### [Saved entries]
= Beginning of Section =

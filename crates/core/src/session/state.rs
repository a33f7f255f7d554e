use std::fmt;

use serde::Serialize;

use matr_protocol::{CredentialRecord, Role};

/// Lifecycle phase of the session store.
#[derive(Debug, Clone, Copy, Default, PartialEq, Eq, Serialize)]
#[serde(rename_all = "camelCase")]
pub enum AuthPhase {
	#[default]
	Unauthenticated,
	Authenticating,
	Authenticated,
	AuthenticationFailed,
}

impl fmt::Display for AuthPhase {
	fn fmt(&self, f: &mut fmt::Formatter<'_>) -> fmt::Result {
		match self {
			AuthPhase::Unauthenticated => write!(f, "unauthenticated"),
			AuthPhase::Authenticating => write!(f, "authenticating"),
			AuthPhase::Authenticated => write!(f, "authenticated"),
			AuthPhase::AuthenticationFailed => write!(f, "authenticationFailed"),
		}
	}
}

/// The authenticated actor. Never exists without a non-empty token.
#[derive(Debug, Clone, PartialEq, Eq)]
pub struct Session {
	record: CredentialRecord,
}

impl Session {
	/// Wraps `record`, or returns `None` when it carries no token.
	pub fn from_record(record: CredentialRecord) -> Option<Self> {
		if record.token.trim().is_empty() {
			return None;
		}
		Some(Self { record })
	}

	pub fn id(&self) -> u64 {
		self.record.id
	}

	pub fn full_name(&self) -> &str {
		&self.record.full_name
	}

	pub fn email(&self) -> &str {
		&self.record.email
	}

	pub fn role(&self) -> Role {
		self.record.role
	}

	pub fn token(&self) -> &str {
		&self.record.token
	}

	/// Durable form of this session.
	pub fn record(&self) -> &CredentialRecord {
		&self.record
	}
}

/// Point-in-time view of the store, as published to subscribers.
#[derive(Debug, Clone, Default, PartialEq, Eq)]
pub struct SessionSnapshot {
	pub phase: AuthPhase,
	pub session: Option<Session>,
	pub error: Option<String>,
}

impl SessionSnapshot {
	pub fn is_authenticated(&self) -> bool {
		self.phase == AuthPhase::Authenticated && self.session.is_some()
	}

	pub fn is_loading(&self) -> bool {
		self.phase == AuthPhase::Authenticating
	}

	pub fn token(&self) -> Option<&str> {
		self.session.as_ref().map(Session::token)
	}
}
//! Authentication endpoint client.

use async_trait::async_trait;
use reqwest::Method;
use tracing::debug;

use crate::error::{Error, Result};
use crate::http::{ApiClient, RawResponse};
use matr_protocol::{AuthResponse, LoginRequest, RegisterRequest};

pub const LOGIN_PATH: &str = "auth/login";
pub const REGISTER_PATH: &str = "auth/register";

/// Exchanges credentials for an [`AuthResponse`].
///
/// Implementations report refusals as [`Error::AuthenticationRejected`].
#[async_trait]
pub trait Authenticator: Send + Sync {
	async fn login(&self, request: &LoginRequest) -> Result<AuthResponse>;

	async fn register(&self, request: &RegisterRequest) -> Result<AuthResponse>;
}

/// [`Authenticator`] backed by `POST /auth/login` and `POST /auth/register`.
#[derive(Debug, Clone)]
pub struct HttpAuthenticator {
	api: ApiClient,
}

impl HttpAuthenticator {
	pub fn new(api: ApiClient) -> Self {
		Self { api }
	}

	async fn exchange(&self, path: &str, payload: serde_json::Value) -> Result<AuthResponse> {
		// Never attach a stored token here: these calls are how a token is obtained.
		let raw = self.api.send(Method::POST, path, None, Some(&payload)).await?;
		interpret(raw)
	}
}

#[async_trait]
impl Authenticator for HttpAuthenticator {
	async fn login(&self, request: &LoginRequest) -> Result<AuthResponse> {
		debug!(target: "matr.session", email = %request.email, "login request");
		self.exchange(LOGIN_PATH, serde_json::to_value(request)?).await
	}

	async fn register(&self, request: &RegisterRequest) -> Result<AuthResponse> {
		debug!(target: "matr.session", email = %request.email, "register request");
		self.exchange(REGISTER_PATH, serde_json::to_value(request)?).await
	}
}

fn interpret(raw: RawResponse) -> Result<AuthResponse> {
	if !raw.status.is_success() {
		return Err(Error::AuthenticationRejected(raw.error_message()));
	}
	raw.decode()?.ok_or_else(|| Error::MalformedResponse {
		status: raw.status.as_u16(),
		detail: "authentication response had no body".into(),
	})
}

= End of Section =

### [ACTIVITY]
From the data above, count the lines that hold the string "HttpAuthenticator". Reply with only that number.

### [EXERCISE ANSWER]
3